*What to do:* Output the entries below exactly, from the first line to the line holding "Which recognizers run.", both included.

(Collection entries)
::::::
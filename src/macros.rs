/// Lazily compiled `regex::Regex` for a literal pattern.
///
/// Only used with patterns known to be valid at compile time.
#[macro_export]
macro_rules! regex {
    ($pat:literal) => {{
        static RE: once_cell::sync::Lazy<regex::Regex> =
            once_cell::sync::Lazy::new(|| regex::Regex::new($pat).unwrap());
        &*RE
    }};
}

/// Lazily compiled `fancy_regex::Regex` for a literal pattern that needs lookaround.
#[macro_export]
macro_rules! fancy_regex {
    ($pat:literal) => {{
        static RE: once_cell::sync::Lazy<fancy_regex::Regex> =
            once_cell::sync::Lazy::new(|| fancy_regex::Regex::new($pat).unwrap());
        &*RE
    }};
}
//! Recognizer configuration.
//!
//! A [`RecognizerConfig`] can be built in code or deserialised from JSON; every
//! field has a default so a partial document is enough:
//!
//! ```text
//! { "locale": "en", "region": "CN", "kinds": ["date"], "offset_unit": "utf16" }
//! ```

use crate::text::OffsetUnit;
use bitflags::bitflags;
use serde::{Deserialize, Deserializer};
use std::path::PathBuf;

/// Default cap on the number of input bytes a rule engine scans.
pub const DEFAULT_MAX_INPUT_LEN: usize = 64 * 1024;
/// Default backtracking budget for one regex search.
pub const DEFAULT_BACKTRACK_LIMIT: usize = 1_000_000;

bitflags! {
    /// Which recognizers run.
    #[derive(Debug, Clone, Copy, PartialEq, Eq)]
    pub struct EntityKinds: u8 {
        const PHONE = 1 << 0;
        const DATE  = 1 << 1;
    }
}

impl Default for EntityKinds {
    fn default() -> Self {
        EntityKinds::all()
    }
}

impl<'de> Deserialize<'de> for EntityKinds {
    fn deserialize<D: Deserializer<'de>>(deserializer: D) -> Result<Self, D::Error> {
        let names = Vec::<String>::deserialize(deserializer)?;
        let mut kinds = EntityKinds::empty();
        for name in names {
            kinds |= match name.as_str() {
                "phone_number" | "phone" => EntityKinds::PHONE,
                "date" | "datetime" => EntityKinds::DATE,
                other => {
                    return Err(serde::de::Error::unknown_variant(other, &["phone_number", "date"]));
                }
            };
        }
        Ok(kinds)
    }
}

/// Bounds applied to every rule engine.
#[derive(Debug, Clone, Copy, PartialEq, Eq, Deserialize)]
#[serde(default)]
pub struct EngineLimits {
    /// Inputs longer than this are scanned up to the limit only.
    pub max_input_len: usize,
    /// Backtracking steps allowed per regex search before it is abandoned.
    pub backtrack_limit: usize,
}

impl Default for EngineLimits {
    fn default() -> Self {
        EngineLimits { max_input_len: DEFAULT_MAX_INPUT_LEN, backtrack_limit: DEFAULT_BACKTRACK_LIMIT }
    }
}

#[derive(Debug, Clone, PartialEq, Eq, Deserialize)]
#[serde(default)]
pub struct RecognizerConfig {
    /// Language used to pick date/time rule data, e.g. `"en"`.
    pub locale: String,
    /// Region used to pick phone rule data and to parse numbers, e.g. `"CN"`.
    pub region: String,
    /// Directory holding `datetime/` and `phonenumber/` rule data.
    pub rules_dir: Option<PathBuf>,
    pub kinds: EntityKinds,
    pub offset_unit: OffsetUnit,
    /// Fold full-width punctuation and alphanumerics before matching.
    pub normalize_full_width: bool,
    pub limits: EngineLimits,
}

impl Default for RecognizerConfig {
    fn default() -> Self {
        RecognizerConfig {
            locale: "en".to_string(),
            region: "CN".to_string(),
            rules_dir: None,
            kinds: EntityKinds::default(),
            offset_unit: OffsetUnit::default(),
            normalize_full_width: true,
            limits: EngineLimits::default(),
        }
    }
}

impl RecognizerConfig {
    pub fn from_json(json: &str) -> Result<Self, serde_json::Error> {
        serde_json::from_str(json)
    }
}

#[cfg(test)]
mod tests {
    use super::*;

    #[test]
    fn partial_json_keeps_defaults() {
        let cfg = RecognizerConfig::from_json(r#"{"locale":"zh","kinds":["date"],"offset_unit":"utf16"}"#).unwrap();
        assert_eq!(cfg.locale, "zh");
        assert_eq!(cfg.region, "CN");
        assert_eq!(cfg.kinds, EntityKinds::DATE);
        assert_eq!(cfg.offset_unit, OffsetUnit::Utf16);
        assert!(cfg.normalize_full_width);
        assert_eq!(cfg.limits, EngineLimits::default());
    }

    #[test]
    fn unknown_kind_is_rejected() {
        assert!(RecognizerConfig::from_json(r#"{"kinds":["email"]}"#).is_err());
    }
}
::::::
*Task result:*
filename src/macros.rs
/// Lazily compiled `regex::Regex` for a literal pattern.
///
/// Only used with patterns known to be valid at compile time.
#[macro_export]
macro_rules! regex {
    ($pat:literal) => {{
        static RE: once_cell::sync::Lazy<regex::Regex> =
            once_cell::sync::Lazy::new(|| regex::Regex::new($pat).unwrap());
        &*RE
    }};
}

/// Lazily compiled `fancy_regex::Regex` for a literal pattern that needs lookaround.
#[macro_export]
macro_rules! fancy_regex {
    ($pat:literal) => {{
        static RE: once_cell::sync::Lazy<fancy_regex::Regex> =
            once_cell::sync::Lazy::new(|| fancy_regex::Regex::new($pat).unwrap());
        &*RE
    }};
}
//! Recognizer configuration.
//!
//! A [`RecognizerConfig`] can be built in code or deserialised from JSON; every
//! field has a default so a partial document is enough:
//!
//! ```text
//! { "locale": "en", "region": "CN", "kinds": ["date"], "offset_unit": "utf16" }
//! ```

use crate::text::OffsetUnit;
use bitflags::bitflags;
use serde::{Deserialize, Deserializer};
use std::path::PathBuf;

/// Default cap on the number of input bytes a rule engine scans.
pub const DEFAULT_MAX_INPUT_LEN: usize = 64 * 1024;
/// Default backtracking budget for one regex search.
pub const DEFAULT_BACKTRACK_LIMIT: usize = 1_000_000;

bitflags! {
    /// Which recognizers run.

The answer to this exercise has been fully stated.